旅の思い出


左子真由美

 

 

 初めてフランスへ旅した時のこと、階段を上っていてころびそうになった私に、かなり年配のご婦人が「気を付けて!」と声をかけてくれた。どちらかというと、そのご婦人のほうがよっぽど危ないのではないかと思ったけれど、見知らぬ国で見知らぬ人からかけられた親切な言葉が今でも心に残っている。フランスってそんな国。個人主義の国だけどどこか田舎の村のようにおせっかい。ブランドではなく、グルメでもなく、私がフランスに惹かれる理由もこんなことなのだろうと思う。

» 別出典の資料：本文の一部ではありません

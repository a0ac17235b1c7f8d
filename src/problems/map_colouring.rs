//! Colouring the seven regions of Australia so that no two adjacent regions
//! share a colour.

use std::sync::Arc;

use im::HashMap;
use serde::Serialize;

use crate::{
    csp::{constraints::not_equal::NotEqualConstraint, engine::Csp},
    error::Result,
};

#[derive(Debug, Clone, Copy, PartialEq, Eq, Hash, PartialOrd, Ord, Serialize)]
pub enum Colour {
    Red,
    Green,
    Blue,
}

pub const REGIONS: [&str; 7] = [
    "Western Australia",
    "Northern Territory",
    "South Australia",
    "Queensland",
    "New South Wales",
    "Victoria",
    "Tasmania",
];

pub const ADJACENCIES: [(&str, &str); 9] = [
    ("Western Australia", "Northern Territory"),
    ("Western Australia", "South Australia"),
    ("South Australia", "Northern Territory"),
    ("Queensland", "Northern Territory"),
    ("Queensland", "South Australia"),
    ("Queensland", "New South Wales"),
    ("New South Wales", "South Australia"),
    ("Victoria", "South Australia"),
    ("Victoria", "New South Wales"),
];

/// Builds the Australia map colouring problem with the given palette as every
/// region's domain.
pub fn australia_csp(palette: &[Colour]) -> Result<Csp<&'static str, Colour>> {
    let mut domains = HashMap::new();
    for region in REGIONS {
        domains.insert(region, palette.to_vec());
    }
    let mut csp = Csp::new(REGIONS.to_vec(), domains)?;
    for (a, b) in ADJACENCIES {
        csp.add_constraint(Arc::new(NotEqualConstraint::new(a, b)))?;
    }
    Ok(csp)
}

#[cfg(test)]
mod tests {
    use super::*;

    #[test]
    fn three_colours_suffice() {
        let csp = australia_csp(&[Colour::Red, Colour::Green, Colour::Blue]).unwrap();
        let solution = csp.solve().unwrap();

        for region in REGIONS {
            assert!(solution.contains_key(&region));
        }
        for (a, b) in ADJACENCIES {
            assert_ne!(solution.get(&a), solution.get(&b), "{} and {}", a, b);
        }
    }

    #[test]
    fn one_colour_is_over_constrained() {
        let csp = australia_csp(&[Colour::Red]).unwrap();
        assert!(csp.solve().is_none());
    }

    mod prop_tests {
        use proptest::prelude::*;

        use super::*;

        fn arbitrary_edges() -> impl Strategy<Value = (u32, Vec<(u32, u32)>)> {
            (2..12u32).prop_flat_map(|regions| {
                let edges = proptest::collection::vec(
                    (0..regions, 0..regions)
                        .prop_filter("edges join distinct regions", |(a, b)| a != b),
                    0..20,
                );
                (Just(regions), edges)
            })
        }

        proptest! {
            /// Any solution to a random colouring instance obeys every edge
            /// constraint and only uses declared colours.
            #[test]
            fn solutions_satisfy_every_added_constraint(
                (regions, edges) in arbitrary_edges()
            ) {
                let palette = [Colour::Red, Colour::Green, Colour::Blue];
                let variables: Vec<u32> = (0..regions).collect();
                let mut domains = im::HashMap::new();
                for &v in &variables {
                    domains.insert(v, palette.to_vec());
                }
                let mut csp = Csp::new(variables.clone(), domains).unwrap();
                for &(a, b) in &edges {
                    csp.add_constraint(std::sync::Arc::new(NotEqualConstraint::new(a, b))).unwrap();
                }

                if let Some(solution) = csp.solve() {
                    for &v in &variables {
                        let colour = solution.get(&v).unwrap();
                        prop_assert!(palette.contains(colour));
                    }
                    for &(a, b) in &edges {
                        prop_assert_ne!(solution.get(&a), solution.get(&b));
                    }
                }
            }
        }
    }
}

 この夏もパリに出かけた。エッフェル塔でもなく、シャンゼリゼでもなく、私は移民や芸術家が多く住んでいて、観光客のほとんどいない下町、ベルヴィルやメニルモンタンによく撮影に行く。そのメニルモンタンの駅の傍でのこと。メニルモンタンの長い坂から降りてきた私は喉が渇いたので、向かいのお店に水を買いに行った。ペットボトルを一本冷蔵庫から出してレジに持っていったが、お金を払おうとするとお金がない! 財布は持ち歩かないようにしているので、お昼ご飯のお金くらいをベストのポケットにいれていた。けれど、撮影の時に着るベストにはやたらポケットがあるので、一瞬頭が真っ白になり、どこへ入れたかわからない! かといって、バックの中にもない。・・・それで、やむなく元の冷蔵庫にペットボトルを戻したら、レジにいたおばさんが「どうしたの?」って聞いてきた。それで「お金がないんです」と言うと、そのおばさん「Je vous le donne」(あなたにあげるよ)と言って、私の置いたペットボトルを持って来てくれた! なんだか感動して「ありがとうございます!」と言ってお店を出て、メトロの駅のベンチに座ってゆっくり調べたら、何と!ポケットにちゃんとお金が入っていた。私は急いでおばさんに払いに。何て優しいのだろう、と胸がいっぱいになりながら。そういえば電車の中でまわってきたホームレスっぽい人にもみんな小銭をあげている。ここなら誰でも生きていけるなあ・・・・・・と思うことしきり。フランスの知り合いに言わせると、それは「連帯」の心なのだと。あちこちでそういう情景を見るそうだ。スリも泥棒もいるけど、革命の国フランスには、連帯の土壌が色濃く残っているのだろう。私は、もしかしたらそんな暖かさを感じるためにこの国へ何度も通い続けているのかもしれない。